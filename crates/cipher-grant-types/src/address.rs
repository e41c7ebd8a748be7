use crate::error::TypesError;
use std::fmt;
use std::str::FromStr;

/// 20-byte wallet address of a DAO member or proposer.
/// Display format: `0x`-prefixed lowercase hex, as wallets present it.
#[derive(Clone, Copy, PartialEq, Eq, PartialOrd, Ord, Hash, Default)]
pub struct Address([u8; 20]);

impl Address {
    pub const ZERO: Self = Self([0u8; 20]);
    pub const LEN: usize = 20;

    pub const fn from_bytes(bytes: [u8; 20]) -> Self {
        Self(bytes)
    }

    pub const fn as_bytes(&self) -> &[u8; 20] {
        &self.0
    }

    /// Create from a byte slice
    pub fn from_slice(slice: &[u8]) -> Result<Self, TypesError> {
        if slice.len() != Self::LEN {
            return Err(TypesError::InvalidAddressLength(slice.len()));
        }
        let mut bytes = [0u8; 20];
        bytes.copy_from_slice(slice);
        Ok(Self(bytes))
    }

    /// Check if this is the zero address
    pub fn is_zero(&self) -> bool {
        self == &Self::ZERO
    }

    /// Convert to hex string without 0x prefix
    pub fn to_hex(&self) -> String {
        hex::encode(self.0)
    }

    /// Abbreviated form (`0x1234…cdef`) for tables and log lines.
    pub fn short(&self) -> String {
        let full = self.to_hex();
        format!("0x{}…{}", &full[..4], &full[full.len() - 4..])
    }
}

impl fmt::Display for Address {
    fn fmt(&self, f: &mut fmt::Formatter<'_>) -> fmt::Result {
        write!(f, "0x{}", self.to_hex())
    }
}

impl fmt::Debug for Address {
    fn fmt(&self, f: &mut fmt::Formatter<'_>) -> fmt::Result {
        write!(f, "Address(0x{})", hex::encode(self.0))
    }
}

impl fmt::LowerHex for Address {
    fn fmt(&self, f: &mut fmt::Formatter<'_>) -> fmt::Result {
        write!(f, "0x{}", hex::encode(self.0))
    }
}

impl fmt::UpperHex for Address {
    fn fmt(&self, f: &mut fmt::Formatter<'_>) -> fmt::Result {
        write!(f, "0x{}", hex::encode_upper(self.0))
    }
}

impl FromStr for Address {
    type Err = TypesError;

    fn from_str(s: &str) -> Result<Self, Self::Err> {
        let s = s.trim();
        let digits = s
            .strip_prefix("0x")
            .or_else(|| s.strip_prefix("0X"))
            .ok_or_else(|| TypesError::InvalidAddressFormat(s.to_string()))?;
        let bytes = hex::decode(digits)?;
        Self::from_slice(&bytes)
    }
}

impl AsRef<[u8]> for Address {
    fn as_ref(&self) -> &[u8] {
        &self.0
    }
}

#[cfg(test)]
mod tests {
    use super::*;

    #[test]
    fn test_address_zero() {
        assert_eq!(Address::ZERO.as_bytes(), &[0u8; 20]);
        assert!(Address::ZERO.is_zero());
    }

    #[test]
    fn test_address_from_bytes() {
        let bytes = [1u8; 20];
        let addr = Address::from_bytes(bytes);
        assert_eq!(addr.as_bytes(), &bytes);
    }

    #[test]
    fn test_address_hex_roundtrip() {
        let addr = Address::from_bytes([0xabu8; 20]);

        let shown = addr.to_string();
        assert!(shown.starts_with("0xabab"));
        let parsed: Address = shown.parse().unwrap();
        assert_eq!(addr, parsed);

        let upper = format!("{:X}", addr);
        let parsed_upper: Address = upper.parse().unwrap();
        assert_eq!(addr, parsed_upper);
    }

    #[test]
    fn test_address_from_str_invalid() {
        // Missing prefix
        assert!(Address::from_str("abababababababababababababababababababab").is_err());

        // Not hex
        assert!(Address::from_str("0xzz").is_err());

        // Too short
        assert!(matches!(
            Address::from_str("0x1234"),
            Err(TypesError::InvalidAddressLength(2))
        ));
    }

    #[test]
    fn test_address_short() {
        let mut bytes = [0u8; 20];
        bytes[0] = 0x12;
        bytes[1] = 0x34;
        bytes[18] = 0xcd;
        bytes[19] = 0xef;
        assert_eq!(Address::from_bytes(bytes).short(), "0x1234…cdef");
    }

    #[test]
    fn test_address_ordering() {
        let addr1 = Address::from_bytes([0u8; 20]);
        let addr2 = Address::from_bytes([1u8; 20]);
        assert!(addr1 < addr2);
    }
}
//! Journal abstraction and the in-memory backend.

use crate::StorageError;
use cipher_grant_types::Timestamp;
use parking_lot::Mutex;
use serde::de::DeserializeOwned;
use serde::{Deserialize, Serialize};

/// One appended event with its position in the log.
#[derive(Debug, Clone, PartialEq, Serialize, Deserialize)]
pub struct JournalEntry<E> {
    /// Position in the journal, starting at 0 and gap-free.
    pub seq: u64,
    /// When the entry was appended.
    pub recorded_at: Timestamp,
    /// The event itself
    pub event: E,
}

/// Append-only event log.
///
/// `append` either durably records the event and returns its sequence number,
/// or fails and records nothing. Appends are serialized by the backend.
pub trait Journal<E>: Send + Sync
where
    E: Serialize + DeserializeOwned,
{
    /// Append one event.
    fn append(&self, event: &E) -> Result<u64, StorageError>;

    /// All entries in append order.
    fn entries(&self) -> Result<Vec<JournalEntry<E>>, StorageError>;

    /// Number of entries appended so far.
    fn len(&self) -> u64;

    fn is_empty(&self) -> bool {
        self.len() == 0
    }
}

/// Journal kept in memory. Events are stored as JSON so that anything
/// appended here would also survive the file backend.
pub struct MemoryJournal {
    entries: Mutex<Vec<JournalEntry<serde_json::Value>>>,
}

impl MemoryJournal {
    pub fn new() -> Self {
        Self {
            entries: Mutex::new(Vec::new()),
        }
    }
}

impl Default for MemoryJournal {
    fn default() -> Self {
        Self::new()
    }
}

impl<E> Journal<E> for MemoryJournal
where
    E: Serialize + DeserializeOwned,
{
    fn append(&self, event: &E) -> Result<u64, StorageError> {
        let value = serde_json::to_value(event)?;
        let mut entries = self.entries.lock();
        let seq = entries.len() as u64;
        entries.push(JournalEntry {
            seq,
            recorded_at: Timestamp::now(),
            event: value,
        });
        Ok(seq)
    }

    fn entries(&self) -> Result<Vec<JournalEntry<E>>, StorageError> {
        let entries = self.entries.lock();
        entries
            .iter()
            .enumerate()
            .map(|(line, entry)| {
                let event = serde_json::from_value(entry.event.clone()).map_err(|e| {
                    StorageError::CorruptEntry {
                        line: line + 1,
                        reason: e.to_string(),
                    }
                })?;
                Ok(JournalEntry {
                    seq: entry.seq,
                    recorded_at: entry.recorded_at,
                    event,
                })
            })
            .collect()
    }

    fn len(&self) -> u64 {
        self.entries.lock().len() as u64
    }
}

#[cfg(test)]
mod tests {
    use super::*;

    #[derive(Debug, Clone, PartialEq, Serialize, Deserialize)]
    enum Event {
        Joined(String),
        Voted { who: String, yes: bool },
    }

    #[test]
    fn test_append_assigns_sequence() {
        let journal = MemoryJournal::new();
        assert!(Journal::<Event>::is_empty(&journal));

        let a = journal.append(&Event::Joined("a".into())).unwrap();
        let b = journal
            .append(&Event::Voted { who: "a".into(), yes: true })
            .unwrap();
        assert_eq!((a, b), (0, 1));
        assert_eq!(Journal::<Event>::len(&journal), 2);
    }

    #[test]
    fn test_entries_in_append_order() {
        let journal = MemoryJournal::new();
        journal.append(&Event::Joined("a".into())).unwrap();
        journal
            .append(&Event::Voted { who: "a".into(), yes: false })
            .unwrap();

        let entries: Vec<JournalEntry<Event>> = journal.entries().unwrap();
        assert_eq!(entries[0].event, Event::Joined("a".into()));
        assert_eq!(entries[1].event, Event::Voted { who: "a".into(), yes: false });
        assert_eq!(entries[1].seq, 1);
    }

    #[test]
    fn test_entries_of_wrong_type_are_corrupt() {
        let journal = MemoryJournal::new();
        journal.append(&"just a string".to_string()).unwrap();
        let result: Result<Vec<JournalEntry<Event>>, _> = journal.entries();
        assert!(matches!(result, Err(StorageError::CorruptEntry { line: 1, .. })));
    }
}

______________________________

Task goal
Looking at the records above, return exactly the lines from the line with "bytes.copy_from_slice(slice);" to the line with "without 0x prefix", both ends included.

Expected output
        bytes.copy_from_slice(slice);
        Ok(Self(bytes))
    }

    /// Check if this is the zero address
    pub fn is_zero(&self) -> bool {
        self == &Self::ZERO
    }

    /// Convert to hex string without 0x prefix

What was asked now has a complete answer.